# Prompt
Please take the lines from the one holding "of the domain." through the one holding "const INVENTORY_ITEMS_BASE_PATH: &str" in the data below and copy them exactly.

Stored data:
//! The shop resource.

use chrono::{DateTime, Utc};
use serde::{Deserialize, Serialize};

use crate::client::{Client, ClientError};

/// A Shopify shop. Fields absent from the response deserialize as `None`.
#[derive(Debug, Clone, Default, PartialEq, Serialize, Deserialize)]
pub struct Shop {
    pub id: Option<u64>,
    pub name: Option<String>,
    pub shop_owner: Option<String>,
    pub email: Option<String>,
    pub customer_email: Option<String>,
    pub created_at: Option<DateTime<Utc>>,
    pub updated_at: Option<DateTime<Utc>>,
    pub address1: Option<String>,
    pub address2: Option<String>,
    pub city: Option<String>,
    pub country: Option<String>,
    pub country_code: Option<String>,
    pub country_name: Option<String>,
    pub currency: Option<String>,
    pub domain: Option<String>,
    pub latitude: Option<f64>,
    pub longitude: Option<f64>,
    pub phone: Option<String>,
    pub province: Option<String>,
    pub province_code: Option<String>,
    pub zip: Option<String>,
    pub money_format: Option<String>,
    pub money_with_currency_format: Option<String>,
    pub weight_unit: Option<String>,
    pub myshopify_domain: Option<String>,
    pub plan_name: Option<String>,
    pub plan_display_name: Option<String>,
    pub password_enabled: Option<bool>,
    pub primary_locale: Option<String>,
    pub primary_location_id: Option<u64>,
    pub timezone: Option<String>,
    pub iana_timezone: Option<String>,
    pub taxes_included: Option<bool>,
    pub tax_shipping: Option<bool>,
    pub county_taxes: Option<bool>,
    pub has_storefront: Option<bool>,
    pub has_discounts: Option<bool>,
    pub has_gift_cards: Option<bool>,
    pub setup_required: Option<bool>,
    pub checkout_api_supported: Option<bool>,
    pub eligible_for_payments: Option<bool>,
    pub pre_launch_enabled: Option<bool>,
}

#[derive(Deserialize)]
struct ShopEnvelope {
    shop: Shop,
}

/// Service for the shop endpoint.
pub struct ShopService<'a> {
    pub(crate) client: &'a Client,
}

impl ShopService<'_> {
    /// Fetch the shop's details.
    pub async fn get(&self) -> Result<Shop, ClientError> {
        let envelope: ShopEnvelope = self.client.get("shop.json", None::<&()>).await?;
        Ok(envelope.shop)
    }
}
//! Validated newtype wrappers for configuration values.

use url::Url;

use crate::error::ConfigError;

/// A validated Shopify shop domain.
///
/// Validates and normalizes shop domains to the full `shop.myshopify.com`
/// format. Every API base URL is derived from this value, so the whole crate
/// can rely on it being well-formed.
///
/// # Accepted Formats
///
/// - `shop-name` - normalized to `shop-name.myshopify.com`
/// - `shop-name.myshopify.com` - used as-is
///
/// # Example
///
/// ```rust
/// use shopify_admin::ShopDomain;
///
/// let domain = ShopDomain::new("my-store").unwrap();
/// assert_eq!(domain.as_ref(), "my-store.myshopify.com");
/// assert_eq!(domain.shop_name(), "my-store");
/// ```
#[derive(Clone, Debug, PartialEq, Eq)]
pub struct ShopDomain {
    full_domain: String,
    shop_name_end: usize,
}

impl ShopDomain {
    const SUFFIX: &'static str = ".myshopify.com";

    /// Creates a new validated shop domain.
    ///
    /// # Errors
    ///
    /// Returns [`ConfigError::InvalidShopDomain`] if the domain is invalid.
    pub fn new(domain: impl Into<String>) -> Result<Self, ConfigError> {
        let domain = domain.into();
        let domain = domain.trim().to_lowercase();

        if domain.is_empty() {
            return Err(ConfigError::InvalidShopDomain { domain });
        }

        let (shop_name, full_domain) = if let Some(shop_name) = domain.strip_suffix(Self::SUFFIX) {
            (shop_name.to_string(), domain)
        } else if domain.contains('.') {
            // A dot without the myshopify.com suffix is some other domain
            return Err(ConfigError::InvalidShopDomain { domain });
        } else {
            (domain.clone(), format!("{}{}", domain, Self::SUFFIX))
        };

        if !Self::is_valid_shop_name(&shop_name) {
            return Err(ConfigError::InvalidShopDomain {
                domain: full_domain,
            });
        }

        Ok(Self {
            shop_name_end: shop_name.len(),
            full_domain,
        })
    }

    /// Returns the shop name portion of the domain.
    ///
    /// For `my-store.myshopify.com`, this returns `my-store`.
    #[must_use]
    pub fn shop_name(&self) -> &str {
        &self.full_domain[..self.shop_name_end]
    }

    /// Returns the HTTPS base URL for this shop.
    ///
    /// # Panics
    ///
    /// Does not panic in practice: the domain was validated on construction
    /// and always forms a parseable URL.
    #[must_use]
    pub fn base_url(&self) -> Url {
        Url::parse(&format!("https://{}/", self.full_domain))
            .expect("validated shop domain always forms a valid URL")
    }

    fn is_valid_shop_name(name: &str) -> bool {
        if name.is_empty() || name.starts_with('-') || name.ends_with('-') {
            return false;
        }

        name.chars()
            .all(|c| c.is_ascii_lowercase() || c.is_ascii_digit() || c == '-')
    }
}

impl AsRef<str> for ShopDomain {
    fn as_ref(&self) -> &str {
        &self.full_domain
    }
}

impl std::fmt::Display for ShopDomain {
    fn fmt(&self, f: &mut std::fmt::Formatter<'_>) -> std::fmt::Result {
        f.write_str(&self.full_domain)
    }
}
//! Inventory items.

use chrono::{DateTime, Utc};
use serde::{Deserialize, Serialize};

use crate::client::{Client, ClientError};

use super::ListOptions;

const INVENTORY_ITEMS_BASE_PATH: &str = "inventory_items";

/// A harmonized system code for a specific destination country.
#[derive(Debug, Clone, Default, PartialEq, Eq, Serialize, Deserialize)]
pub struct CountryHarmonizedSystemCode {
    pub harmonized_system_code: String,
    pub country_code: String,
}

/// An inventory item, the stock-keeping side of a product variant.
#[derive(Debug, Clone, Default, PartialEq, Serialize, Deserialize)]
pub struct InventoryItem {
    #[serde(skip_serializing_if = "Option::is_none")]
    pub id: Option<u64>,
    #[serde(skip_serializing_if = "Option::is_none")]
    pub sku: Option<String>,
    #[serde(skip_serializing_if = "Option::is_none")]
    pub created_at: Option<DateTime<Utc>>,
    #[serde(skip_serializing_if = "Option::is_none")]
    pub updated_at: Option<DateTime<Utc>>,
    #[serde(skip_serializing_if = "Option::is_none")]
    pub requires_shipping: Option<bool>,
    /// Unit cost as the decimal string Shopify sends, preserved verbatim.
    #[serde(skip_serializing_if = "Option::is_none")]
    pub cost: Option<String>,
    #[serde(skip_serializing_if = "Option::is_none")]
    pub country_code_of_origin: Option<String>,
    #[serde(skip_serializing_if = "Option::is_none")]
    pub province_code_of_origin: Option<String>,
    #[serde(skip_serializing_if = "Option::is_none")]
    pub harmonized_system_code: Option<u64>,
    #[serde(skip_serializing_if = "Option::is_none")]
    pub tracked: Option<bool>,
    #[serde(skip_serializing_if = "Option::is_none")]
    pub country_harmonized_system_codes: Option<Vec<CountryHarmonizedSystemCode>>,
    #[serde(skip_serializing_if = "Option::is_none")]
    pub admin_graphql_api_id: Option<String>,
}

#[derive(Serialize, Deserialize)]
struct InventoryItemEnvelope {
    inventory_item: InventoryItem,
}

#[derive(Deserialize)]
struct InventoryItemsEnvelope {
    inventory_items: Vec<InventoryItem>,
}

/// Service for the inventory item endpoints.
pub struct InventoryItemService<'a> {
    pub(crate) client: &'a Client,
}

impl InventoryItemService<'_> {
    /// List inventory items. The API requires the `ids` filter in options.
    pub async fn list(
        &self,
        options: Option<&ListOptions>,
    ) -> Result<Vec<InventoryItem>, ClientError> {
        let envelope: InventoryItemsEnvelope = self
            .client
            .get(&format!("{INVENTORY_ITEMS_BASE_PATH}.json"), options)
            .await?;
        Ok(envelope.inventory_items)
    }

    /// Fetch a single inventory item.
    pub async fn get(&self, item_id: u64) -> Result<InventoryItem, ClientError> {
        let envelope: InventoryItemEnvelope = self
            .client
            .get(
                &format!("{INVENTORY_ITEMS_BASE_PATH}/{item_id}.json"),
                None::<&()>,
            )
            .await?;
        Ok(envelope.inventory_item)
    }

    /// Update an inventory item. The item's `id` selects the record.
    pub async fn update(&self, item: InventoryItem) -> Result<InventoryItem, ClientError> {
        let item_id = item.id.unwrap_or_default();
        let envelope: InventoryItemEnvelope = self
            .client
            .put(
                &format!("{INVENTORY_ITEMS_BASE_PATH}/{item_id}.json"),
                &InventoryItemEnvelope {
                    inventory_item: item,
                },
            )
            .await?;
        Ok(envelope.inventory_item)
    }
}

# Answer space
    /// Returns the shop name portion of the domain.
    ///
    /// For `my-store.myshopify.com`, this returns `my-store`.
    #[must_use]
    pub fn shop_name(&self) -> &str {
        &self.full_domain[..self.shop_name_end]
    }

    /// Returns the HTTPS base URL for this shop.
    ///
    /// # Panics
    ///
    /// Does not panic in practice: the domain was validated on construction
    /// and always forms a parseable URL.
    #[must_use]
    pub fn base_url(&self) -> Url {
        Url::parse(&format!("https://{}/", self.full_domain))
            .expect("validated shop domain always forms a valid URL")
    }

    fn is_valid_shop_name(name: &str) -> bool {
        if name.is_empty() || name.starts_with('-') || name.ends_with('-') {
            return false;
        }

        name.chars()
            .all(|c| c.is_ascii_lowercase() || c.is_ascii_digit() || c == '-')
    }
}

impl AsRef<str> for ShopDomain {
    fn as_ref(&self) -> &str {
        &self.full_domain
    }
}

impl std::fmt::Display for ShopDomain {
    fn fmt(&self, f: &mut std::fmt::Formatter<'_>) -> std::fmt::Result {
        f.write_str(&self.full_domain)
    }
}
//! Inventory items.

use chrono::{DateTime, Utc};
use serde::{Deserialize, Serialize};

use crate::client::{Client, ClientError};

use super::ListOptions;

const INVENTORY_ITEMS_BASE_PATH: &str = "inventory_items";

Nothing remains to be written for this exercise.